Port Ellen distillery is located in Port Ellen on the isle of Islay, Scotland. It initially operated between 1825 and 1983 when production shut down.

History
Port Ellen was established as a malt mill in 1825, and then developed as a distillery under John Ramsay from 1833 to 1892.  The warehouses he built still exist and are listed buildings. The distillery was acquired by the Distillers Company Limited in 1925, was closed in 1930 and rebuilt in 1966/1967. It continued in production throughout the 1970s and was closed in 1983, although supplies of its single malt whisky are still available. When Port Ellen was closed in 1983, Diageo did knock down some of the buildings, repurposed others, and destroyed the stills. The distillery houses a malting which continues to supply all Islay distilleries, as per an agreement signed in 1987. The dwindling stocks of Port Ellen whisky are owned by Diageo; due to the closing of the distillery, its whisky is a collectors item.

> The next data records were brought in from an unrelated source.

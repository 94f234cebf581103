use std::collections::VecDeque;

use log::{debug, warn};

use crate::scaling::{scale_height, DEFAULT_BAR_SCALE};
use crate::telemetry;
use crate::types::RenderedBar;
use crate::zones::{classify, effective_threshold};

/// Siste kjente terskelmetrikk. Én skriver (metrikk-kanalen), én leser (sample-kanalen).
#[derive(Debug, Clone, Copy, Default, PartialEq)]
pub struct ThresholdCell {
    latest: Option<f64>,
}

impl ThresholdCell {
    /// Lagre ny verdi. Ugyldig metrikk (≤ 0, NaN/inf) nullstiller til "ukjent".
    pub fn set(&mut self, value: f64) {
        if value.is_finite() && value > 0.0 {
            self.latest = Some(value);
        } else {
            warn!("threshold metric {value} rejected, falling back to default");
            self.latest = None;
        }
    }

    pub fn get(&self) -> Option<f64> {
        self.latest
    }

    /// Terskel som faktisk brukes: metrikken, eller `DEFAULT_FTP`.
    pub fn effective(&self) -> f64 {
        effective_threshold(self.latest)
    }
}

/// Avgrenset, FIFO-evikerende vindu av live-stolper.
///
/// Kapasitet = gulv(visningsbredde), målt én gang ved oppstart. Hver stolpe
/// er 1 enhet bred, så lengden overstiger aldri bredden.
#[derive(Debug, Clone)]
pub struct StreamingBarBuffer {
    bars: VecDeque<RenderedBar>,
    capacity: usize,
    scale: f64,
    threshold: ThresholdCell,
    reclassify_on_metric: bool,
}

impl StreamingBarBuffer {
    pub fn new(display_width: f64) -> Self {
        Self::with_scale(display_width, DEFAULT_BAR_SCALE)
    }

    pub fn with_scale(display_width: f64, scale: f64) -> Self {
        let capacity = if display_width.is_finite() && display_width > 0.0 {
            display_width.floor() as usize
        } else {
            0
        };
        let scale = if scale.is_finite() && scale > 0.0 {
            scale
        } else {
            warn!("bar scale {scale} rejected, using {DEFAULT_BAR_SCALE}");
            DEFAULT_BAR_SCALE
        };
        Self {
            bars: VecDeque::with_capacity(capacity),
            capacity,
            scale,
            threshold: ThresholdCell::default(),
            reclassify_on_metric: false,
        }
    }

    /// Slå på reklassifisering av eksisterende stolper når metrikken endres.
    pub fn reclassify_on_metric(mut self, on: bool) -> Self {
        self.reclassify_on_metric = on;
        self
    }

    /// Ny terskel. Eksisterende stolper beholder sin sone med mindre
    /// reklassifisering er slått på.
    pub fn on_metric(&mut self, value: f64) {
        self.threshold.set(value);
        telemetry::inc_threshold_updates();

        if self.reclassify_on_metric {
            let ftp = self.threshold.effective();
            for bar in self.bars.iter_mut() {
                bar.zone = classify(bar.value, Some(ftp));
            }
            debug!("reclassified {} bar(s) against ftp={ftp}", self.bars.len());
        }
    }

    /// Nytt sample: klassifiser mot siste kjente terskel, skaler, legg til bakerst.
    pub fn on_sample(&mut self, value: f64) {
        telemetry::inc_samples();

        if self.capacity == 0 {
            debug!("display width below one unit, sample {value} dropped");
            return;
        }

        while self.bars.len() >= self.capacity {
            if let Some(old) = self.bars.pop_front() {
                debug!("bar evicted: {} W ({})", old.value, old.zone);
                telemetry::inc_evicted();
            }
        }

        let bar = RenderedBar {
            zone: classify(value, Some(self.threshold.effective())),
            height_percent: scale_height(self.scale, value),
            width_units: 1,
            value,
        };
        debug!("bar appended: {value} W → {} ({:.1} %)", bar.zone, bar.height_percent);
        self.bars.push_back(bar);
    }

    /// Stolper i ankomstrekkefølge (eldste først).
    pub fn bars(&self) -> impl Iterator<Item = &RenderedBar> + '_ {
        self.bars.iter()
    }

    pub fn len(&self) -> usize {
        self.bars.len()
    }

    pub fn is_empty(&self) -> bool {
        self.bars.is_empty()
    }

    pub fn capacity(&self) -> usize {
        self.capacity
    }

    pub fn scale(&self) -> f64 {
        self.scale
    }

    pub fn threshold(&self) -> Option<f64> {
        self.threshold.get()
    }

    pub fn clear(&mut self) {
        self.bars.clear();
    }
}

On 9 October 2017, Diageo announced that the distillery would reopen in 2020, following a £35 million investment in re-opening both Port Ellen and also their closed Brora distillery in Sutherland, which also closed in 1983. Diageo suggested the first new release might be of a 12 year old expression, i.e., in 2032, but have left the door open for possibly earlier releases. On 8 May 2019, Diageo submitted plans to revive the distillery, and to build a new stillhouse. Diageo say they are going to considerable efforts to recreate as similar as possible new stills, and point to factory records from the 1980s, and have former Port Ellen employees working for them elsewhere on Islay to assist in an accurate recreation of the Port Ellen style.

The Distillery build is currently under the management of Alexander McDonald, an Islay resident with previous positions held in Kilchoman, Lagavulin and Caol Ila distillery.  plans are for the distillery to reopen in 2023.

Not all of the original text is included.